- In Excel you should be able to:
- Open an Excel file which is given to you.
- Open data in Excel given to you as a comma separated value file and separate the columns.
- Change or add text to cells.
- Create the following plots and interpret the results. Be able to add x-axis labels, y-axis labels, titles, and legends where appropriate. For histograms be able to set the bin width to a specific number.
- Box and whisker plot
- Histogram
- Bar Plot
- Pie Chart
- Scatter Plot
- Line Plot
- To a scatter plot or line plot add a line of best fit, display the equation of the line of best fit on the chart, and be able to show the \(R^2\) value on the chart. Be able to interpret the slope, y-intercept and \(R^2\) score.
- Perform basic mathematical operations with numbers or data in Excel cells
- Use built-in functions to calculate the following values and be able to interpret the results:
- Mean/Average
- Median
- Mode
- Minimum
- Maximum
- Standard Deviation
- Correlation Score
- Slope
- Y-Intercept
- Quartiles (1st, 2nd, and 3rd)
- Calculate a slope and y-intercept and use these to predict new values in the data set.
- Create a PivotTable and change the values displayed using the rows, columns, and in the table. Be able to change how the values are displayed (i.e. counts, average, minimum, maximum).
- From a PivotTable create a PivotChart that is either a scatter plot or a pie chart.
- In Python you should be able to complete the following tasks without being given a data file:
- Define a variable and determine what type of data it is.
- Print the value stored in a variable.
- Perform basic mathematical operations including addition, subtraction, multiplication, division, and exponentiation.
- Use conditional statements such as
if
, elif
, and else
.
- Create a list and access elements of the list with indices or an index splice. Use the
append
function to add data to the list, the pop
function to remove data from the list, and the len
function to determine the length of a list. Be able to change the value stored at a particular index.
- Create a for loop which can either perform calculations or iterate through a list.
- Define a string and use string functions (
lower
, upper
, etc.) to modify the string. Use indices and index splicing to access portions of the string.
- In Python you should be able to complete the following tasks with a data file:
- Use appropriate import statements to gain access to the following libraries:
- Pandas
- Matplotlib
- Numpy
- Scipy
- Statsmodels
- Import a data file into Python using Pandas and store it as a Pandas Dataframe
- Using a Pandas Dataframe, complete the following tasks:
- Print the Dataframe.
- Print the first five rows of the Dataframe.
- Print the last five rows of the Dataframe.
- Print the names of every column in the Dataframe (without showing any of the data).
- Access a specific row of the Dataframe
- Access a specific column of the Dataframe.
- Add a column to the Dataframe
- Remove a column or row from the Dataframe.
- Print a statistical summary of the Dataframe.

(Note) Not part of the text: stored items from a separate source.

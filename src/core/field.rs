use crate::core::FieldName;
use serde::Deserialize;

#[derive(Debug, Clone, Copy, PartialEq, Eq, Deserialize)]
#[serde(rename_all = "snake_case")]
pub enum FieldKind {
    Checkbox,
    Text,
    Button,
}

#[derive(Debug, Clone, PartialEq)]
pub struct FormField {
    pub name: FieldName,
    pub kind: FieldKind,
    /// Option value for checkboxes, current text for text fields.
    pub value: String,
    pub label: Option<String>,
    pub checked: bool,
}

impl FormField {
    pub fn checkbox(name: impl Into<FieldName>, value: impl Into<String>) -> Self {
        Self {
            name: name.into(),
            kind: FieldKind::Checkbox,
            value: value.into(),
            label: None,
            checked: false,
        }
    }

    pub fn text(name: impl Into<FieldName>) -> Self {
        Self {
            name: name.into(),
            kind: FieldKind::Text,
            value: String::new(),
            label: None,
            checked: false,
        }
    }

    pub fn button(name: impl Into<FieldName>) -> Self {
        Self {
            name: name.into(),
            kind: FieldKind::Button,
            value: String::new(),
            label: None,
            checked: false,
        }
    }

    pub fn is_checkbox(&self) -> bool {
        self.kind == FieldKind::Checkbox
    }

    pub fn is_text(&self) -> bool {
        self.kind == FieldKind::Text
    }

    pub fn is_selected(&self) -> bool {
        self.is_checkbox() && self.checked
    }

    /// Label shown to the user, falling back to the option value.
    pub fn display_label(&self) -> &str {
        self.label.as_deref().unwrap_or(self.value.as_str())
    }
}
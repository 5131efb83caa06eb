mod navigation;
mod persistence;
mod value_sync;

use crate::config::WorkflowConfig;
use crate::core::form::Form;
use crate::runtime::scheduler::SchedulerCommand;
use crate::state::flow::Flow;
use crate::storage::DraftStore;
use crate::summary::{Summary, build_summary};

#[derive(Debug, Clone, Copy, PartialEq, Eq, Default)]
pub enum SaveLabel {
    #[default]
    Idle,
    /// Shown after a successful save until the scheduled reset fires.
    Confirmed,
}

/// Wizard controller: form fields, step position and draft storage.
pub struct WorkflowState<S: DraftStore> {
    config: WorkflowConfig,
    form: Form,
    flow: Flow,
    store: S,
    save_label: SaveLabel,
    pending_scheduler: Vec<SchedulerCommand>,
}

impl<S: DraftStore> WorkflowState<S> {
    /// Builds the form from `config` and restores any stored draft once.
    pub fn new(config: WorkflowConfig, store: S) -> Self {
        let form = config.build_form();
        let flow = Flow::new(form.step_count());
        let mut state = Self {
            config,
            form,
            flow,
            store,
            save_label: SaveLabel::Idle,
            pending_scheduler: Vec::new(),
        };
        state.restore_draft();
        state
    }

    pub fn config(&self) -> &WorkflowConfig {
        &self.config
    }

    pub fn form(&self) -> &Form {
        &self.form
    }

    pub fn store(&self) -> &S {
        &self.store
    }

    pub fn store_mut(&mut self) -> &mut S {
        &mut self.store
    }

    pub fn step_count(&self) -> usize {
        self.flow.len()
    }

    pub fn current_step_index(&self) -> usize {
        self.flow.current_index()
    }

    pub fn is_review_step(&self) -> bool {
        self.flow.is_review_step()
    }

    pub fn validate(&self, step_index: usize) -> bool {
        self.form.validate(step_index)
    }

    pub fn save_label(&self) -> SaveLabel {
        self.save_label
    }

    pub fn save_label_confirmed(&self) -> bool {
        self.save_label == SaveLabel::Confirmed
    }

    /// Re-reads the current selections on every call.
    pub fn summary(&self) -> Summary {
        let groups = &self.config.groups;
        build_summary(
            &self.form.selected_values(groups.record_type.as_str()),
            &self.form.selected_values(groups.trigger.as_str()),
            &self.form.selected_values(groups.action.as_str()),
        )
    }

    pub fn review_summary(&self) -> Option<Summary> {
        self.is_review_step().then(|| self.summary())
    }

    pub fn conditional_button_visible(&self) -> bool {
        self.current_step_index() == self.config.conditional_step
            && self
                .form
                .fields_named(self.config.groups.trigger.as_str())
                .any(|field| field.is_selected())
    }

    pub fn take_pending_scheduler_commands(&mut self) -> Vec<SchedulerCommand> {
        std::mem::take(&mut self.pending_scheduler)
    }
}

#[cfg(test)]
pub(crate) mod test_support {
    use crate::config::{FieldConfig, StepConfig, WorkflowConfig};

    pub fn three_step_config() -> WorkflowConfig {
        WorkflowConfig::with_steps(vec![
            StepConfig::new(
                "records",
                "Records",
                vec![
                    FieldConfig::checkbox("recordType", "Contact"),
                    FieldConfig::checkbox("recordType", "Lead"),
                ],
            ),
            StepConfig::new(
                "trigger",
                "Trigger",
                vec![
                    FieldConfig::checkbox("trigger", "Created"),
                    FieldConfig::checkbox("trigger", "Updated"),
                ],
            ),
            StepConfig::new("review", "Review", vec![FieldConfig::text("workflowName")]),
        ])
        .expect("config")
    }
}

- Print the type of data stored in each column of the Dataframe and the number of non-null values in each column of the Dataframe.
- Fill null values with a given character.
- Remove null values from the Dataframe.
- Create a masks that leaves only certain data remaining in the Dataframe
- Print and interpret the following statistics or values of a column in a Pandas Dataframe:
- Mean/Average
- Median
- Mode
- Minimum
- Maximum
- Standard Deviation
- Quartiles (1st, 2nd, and 3rd)
- Use the following structures to group data in a Dataframe:
- Pivot Table
- Be able to change the way values are displayed in the table (counts, averages, minimums, maximums),
- Be able to change the data displayed on the rows, the columns, and in the table.
- Groupby
- Use and interpret the following structures on a Pandas Dataframe:
- value_counts
- Contingency Table
- Be able to create the following graphs using both Matplotlib and Pandas. Note that some of these graphs may require the use of a pivot table, groupby, or value_counts statement before graphing. Be able to add x-labels, y-labels, titles, legends, and error bars to the plots were appropriate.
- Box and whisker plot
- Histogram
- Bar Plot
- Pie Chart
- Scatter Plot
- Line Plot
- Using either Scipy or Statsmodels be able to calculate a line of best fit for two columns of data. Be able to print the slope, y-intercept, and correlation coefficient from the fit to the console and interpret the values (or from a correlation table). Be able to add the line of best fit to a plot with the data.